In February I am running a session on Arduino and basic electronics, which is something that I use in my Robotics classes. What I need is a way to create an image of Linux with Arduino pre-installed to mount on a USB stick to boot from.
Because I am running this across school boards, I can't assume that I will have people with their own computers with Arduino on it before the session so I will need to provide the appropriate program.
So my question is, is there a way(or does this already exist) to create a Linux build with Arduino already installed so that I can mount it to a USB drive and run my computers from there?
If you want to make a bootable USB stick I suggest you look at Puppy Linux.

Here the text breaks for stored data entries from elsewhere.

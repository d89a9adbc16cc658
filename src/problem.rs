//! Numeric assembly of stage systems.
//!
//! A [`StageProblem`] binds the symbolic product of a form transformation to the
//! operator registry of a [`SemidiscreteSystem`], turning the coupled form into the
//! nonlinear system $F(w) = 0$ the [`solve`](crate::solve) module iterates on:
//! residual evaluation, dense Jacobian assembly with strong constraint rows, and
//! null-space deflation of the linearized solves.
//!
//! The problem is bound to one step at a time: [`StageProblem::refresh`] fixes
//! $(t, \Delta t, u_0)$ and re-samples all boundary data, and must be called before
//! evaluation.

use itertools::izip;
use nalgebra::{DMatrix, DVector, DVectorView, DVectorViewMut};

use crate::bc::StageBoundaryCondition;
use crate::form::{FieldExpr, Form};
use crate::nullspace::StageNullspace;
use crate::operators::SemidiscreteSystem;
use crate::solve::{SolveError, StageSystem};
use crate::space::{StageLayout, SystemState};
use crate::{ConfigError, Real};

/// The assembled nonlinear problem of one time step, reused across steps.
pub struct StageProblem<'a, T: Real> {
    system: &'a SemidiscreteSystem<T>,
    form: Form<T>,
    layout: StageLayout,
    bcs: Vec<StageBoundaryCondition<T>>,
    nullspace: Option<StageNullspace<T>>,
    t: T,
    dt: T,
    u0: SystemState<T>,
    bc_targets: Vec<DMatrix<T>>,
    jacobian: DMatrix<T>,
    arg_buf: DVector<T>,
    out_buf: DVector<T>,
    jac_buf: DMatrix<T>,
    source_buf: DVector<T>,
}

impl<'a, T: Real> StageProblem<'a, T> {
    /// Binds a transformed form to a system, validating every registry reference and
    /// dimension eagerly.
    pub fn new(
        system: &'a SemidiscreteSystem<T>,
        form: Form<T>,
        layout: StageLayout,
        bcs: Vec<StageBoundaryCondition<T>>,
        nullspace: Option<StageNullspace<T>>,
    ) -> Result<Self, ConfigError> {
        form.validate(system)?;
        let mut max_in = 0;
        let mut max_out = 0;
        for term in form.terms() {
            if term.trial.has_time_derivative() {
                return Err(ConfigError::UnresolvedTimeDerivative);
            }
            if term.test.stage >= layout.num_stages() {
                return Err(ConfigError::StageIndexOutOfRange {
                    stage: term.test.stage,
                    num_stages: layout.num_stages(),
                });
            }
            if let Some(stage) = term.trial.max_stage_index() {
                if stage >= layout.num_stages() {
                    return Err(ConfigError::StageIndexOutOfRange {
                        stage,
                        num_stages: layout.num_stages(),
                    });
                }
            }
            let operator = system
                .operator(term.operator)
                .ok_or(ConfigError::UnknownOperator {
                    operator: term.operator.index(),
                })?;
            max_in = max_in.max(operator.input_dimension());
            max_out = max_out.max(operator.output_dimension());
        }
        for (bc_index, bc) in bcs.iter().enumerate() {
            bc.bc().validate(bc_index, system)?;
        }
        let n = layout.total_dim();
        Ok(Self {
            system,
            form,
            layout,
            bcs,
            nullspace,
            t: T::zero(),
            dt: T::zero(),
            u0: SystemState::zeros(system.space()),
            bc_targets: Vec::new(),
            jacobian: DMatrix::zeros(n, n),
            arg_buf: DVector::zeros(max_in),
            out_buf: DVector::zeros(max_out),
            jac_buf: DMatrix::zeros(max_out, max_in),
            source_buf: DVector::zeros(max_in),
        })
    }

    pub fn layout(&self) -> &StageLayout {
        &self.layout
    }

    pub fn form(&self) -> &Form<T> {
        &self.form
    }

    pub fn dimension(&self) -> usize {
        self.layout.total_dim()
    }

    /// Re-binds the problem to the step starting at `t` with step size `dt` and
    /// previous solution `u0`, re-sampling all boundary data.
    pub fn refresh(&mut self, t: T, dt: T, u0: &SystemState<T>) -> eyre::Result<()> {
        assert!(
            u0.matches_space(self.system.space()),
            "state must match the system's function space"
        );
        self.t = t;
        self.dt = dt;
        self.u0.clone_from(u0);
        self.bc_targets = self
            .bcs
            .iter()
            .map(|bc| bc.stage_targets(self.system, t, dt, u0))
            .collect::<eyre::Result<_>>()?;
        Ok(())
    }

    /// Overwrites constrained entries of the stage vector with their current targets.
    ///
    /// Useful as an initial guess so that Newton starts on the constraint manifold.
    pub fn apply_constraints(&self, w: &mut DVector<T>) {
        for (bc, targets) in izip!(&self.bcs, &self.bc_targets) {
            bc.for_each_constraint(&self.layout, targets, |index, target| w[index] = target);
        }
    }

    fn assemble_residual(&mut self, f: &mut DVectorViewMut<T>, w: &DVectorView<T>) -> eyre::Result<()> {
        let Self {
            system,
            form,
            layout,
            bcs,
            bc_targets,
            u0,
            t,
            dt,
            arg_buf,
            out_buf,
            source_buf,
            ..
        } = self;
        let (t, dt) = (*t, *dt);
        f.fill(T::zero());
        for term in form.terms() {
            let coefficient = term.coefficient.evaluate(t, dt);
            if coefficient == T::zero() {
                continue;
            }
            let operator = system
                .operator(term.operator)
                .ok_or(ConfigError::UnknownOperator {
                    operator: term.operator.index(),
                })?;
            let (d_in, d_out) = (operator.input_dimension(), operator.output_dimension());
            let mut arg = arg_buf.rows_mut(0, d_in);
            arg.fill(T::zero());
            accumulate_expression(&mut arg, &term.trial, T::one(), w, u0, layout, *system, source_buf, t, dt)?;
            let time = term.time.evaluate(t, dt);
            operator.apply_into(out_buf.rows_mut(0, d_out), time, arg_buf.rows(0, d_in))?;
            f.rows_range_mut(layout.block_range(term.test.stage, term.test.field))
                .axpy(coefficient, &out_buf.rows(0, d_out), T::one());
        }
        for (bc, targets) in izip!(bcs.iter(), bc_targets.iter()) {
            bc.for_each_constraint(layout, targets, |index, target| f[index] = w[index] - target);
        }
        Ok(())
    }

    fn assemble_jacobian(&mut self, w: &DVectorView<T>) -> eyre::Result<()> {
        let Self {
            system,
            form,
            layout,
            bcs,
            bc_targets,
            nullspace,
            u0,
            t,
            dt,
            jacobian,
            arg_buf,
            jac_buf,
            source_buf,
            ..
        } = self;
        let (t, dt) = (*t, *dt);
        jacobian.fill(T::zero());
        for term in form.terms() {
            let coefficient = term.coefficient.evaluate(t, dt);
            if coefficient == T::zero() {
                continue;
            }
            let operator = system
                .operator(term.operator)
                .ok_or(ConfigError::UnknownOperator {
                    operator: term.operator.index(),
                })?;
            let (d_in, d_out) = (operator.input_dimension(), operator.output_dimension());
            let mut arg = arg_buf.rows_mut(0, d_in);
            arg.fill(T::zero());
            accumulate_expression(&mut arg, &term.trial, T::one(), w, u0, layout, *system, source_buf, t, dt)?;
            let time = term.time.evaluate(t, dt);
            operator.jacobian_into(jac_buf.view_mut((0, 0), (d_out, d_in)), time, arg_buf.rows(0, d_in))?;
            let row_range = layout.block_range(term.test.stage, term.test.field);
            for stage in 0..layout.num_stages() {
                for field in 0..layout.num_fields() {
                    let weight = term.trial.stage_weight(stage, field, t, dt);
                    if weight == T::zero() {
                        continue;
                    }
                    let factor = coefficient * weight;
                    let col_range = layout.block_range(stage, field);
                    let mut block = jacobian.view_mut((row_range.start, col_range.start), (d_out, d_in));
                    block.zip_apply(&jac_buf.view((0, 0), (d_out, d_in)), |entry, j| *entry += factor * j);
                }
            }
        }
        if let Some(nullspace) = nullspace {
            for v in nullspace.vectors() {
                jacobian.ger(T::one(), v, v, T::one());
            }
        }
        for (bc, targets) in izip!(bcs.iter(), bc_targets.iter()) {
            bc.for_each_constraint(layout, targets, |index, _| {
                jacobian.row_mut(index).fill(T::zero());
                jacobian[(index, index)] = T::one();
            });
        }
        Ok(())
    }
}

impl<'a, T: Real> StageSystem<T> for StageProblem<'a, T> {
    fn dimension(&self) -> usize {
        self.layout.total_dim()
    }

    fn eval_into(&mut self, f: &mut DVectorViewMut<T>, w: &DVectorView<T>) -> eyre::Result<()> {
        self.assemble_residual(f, w)
    }

    fn solve_jacobian_system(
        &mut self,
        sol: &mut DVectorViewMut<T>,
        w: &DVectorView<T>,
        rhs: &DVectorView<T>,
    ) -> Result<(), SolveError> {
        self.assemble_jacobian(w).map_err(SolveError::Assembly)?;
        let lu = self.jacobian.clone().lu();
        sol.copy_from(rhs);
        if !lu.solve_mut(sol) {
            return Err(SolveError::SingularJacobian);
        }
        if let Some(nullspace) = &self.nullspace {
            // Keep Newton updates orthogonal to the deflated directions
            for v in nullspace.vectors() {
                let component = sol.dot(v);
                sol.axpy(-component, v, T::one());
            }
        }
        Ok(())
    }
}

fn accumulate_expression<T: Real>(
    out: &mut DVectorViewMut<T>,
    expr: &FieldExpr<T>,
    scale: T,
    w: &DVectorView<T>,
    u0: &SystemState<T>,
    layout: &StageLayout,
    system: &SemidiscreteSystem<T>,
    source_buf: &mut DVector<T>,
    t: T,
    dt: T,
) -> eyre::Result<()> {
    match expr {
        FieldExpr::PreviousSolution { field } => {
            out.axpy(scale, &u0.field(*field), T::one());
        }
        FieldExpr::TimeDerivative { .. } => {
            unreachable!("time-derivative leaves are rejected at problem construction")
        }
        FieldExpr::Stage { stage, field } => {
            out.axpy(scale, &w.rows_range(layout.block_range(*stage, *field)), T::one());
        }
        FieldExpr::Source { source, time } => {
            let source_term = system.source(*source).ok_or(ConfigError::UnknownSource {
                source: source.index(),
            })?;
            let dim = source_term.dimension();
            source_term.eval_into(source_buf.rows_mut(0, dim), time.evaluate(t, dt));
            out.axpy(scale, &source_buf.rows(0, dim), T::one());
        }
        FieldExpr::Scaled(weight, inner) => {
            accumulate_expression(out, inner, scale * weight.evaluate(t, dt), w, u0, layout, system, source_buf, t, dt)?;
        }
        FieldExpr::Sum(terms) => {
            for term in terms {
                accumulate_expression(out, term, scale, w, u0, layout, system, source_buf, t, dt)?;
            }
        }
    }
    Ok(())
}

I am using TahrPup 6 (scroll down) to write this - although mine is installed to my hard drive. It is based on Ubuntu and can install software from the regular Ubuntu repositories.
Would installing PuppyLinux, adding the Arduino IDE and then making the disc image be best? Currently I'm using Ubuntu for this trick but I've never changed the base image.
Will I run into issues with drivers when trying to run an Arduino through this?
MDWay:
Will I run into issues with drivers when trying to run an Arduino through this?
I would not expect so.
How many identical USB sticks do you want?
I would be inclined to set up Puppy Liniux on a USB stick and then add whatever extra software you need to it. When all that is working I would just clone that USB stick to any others that you need.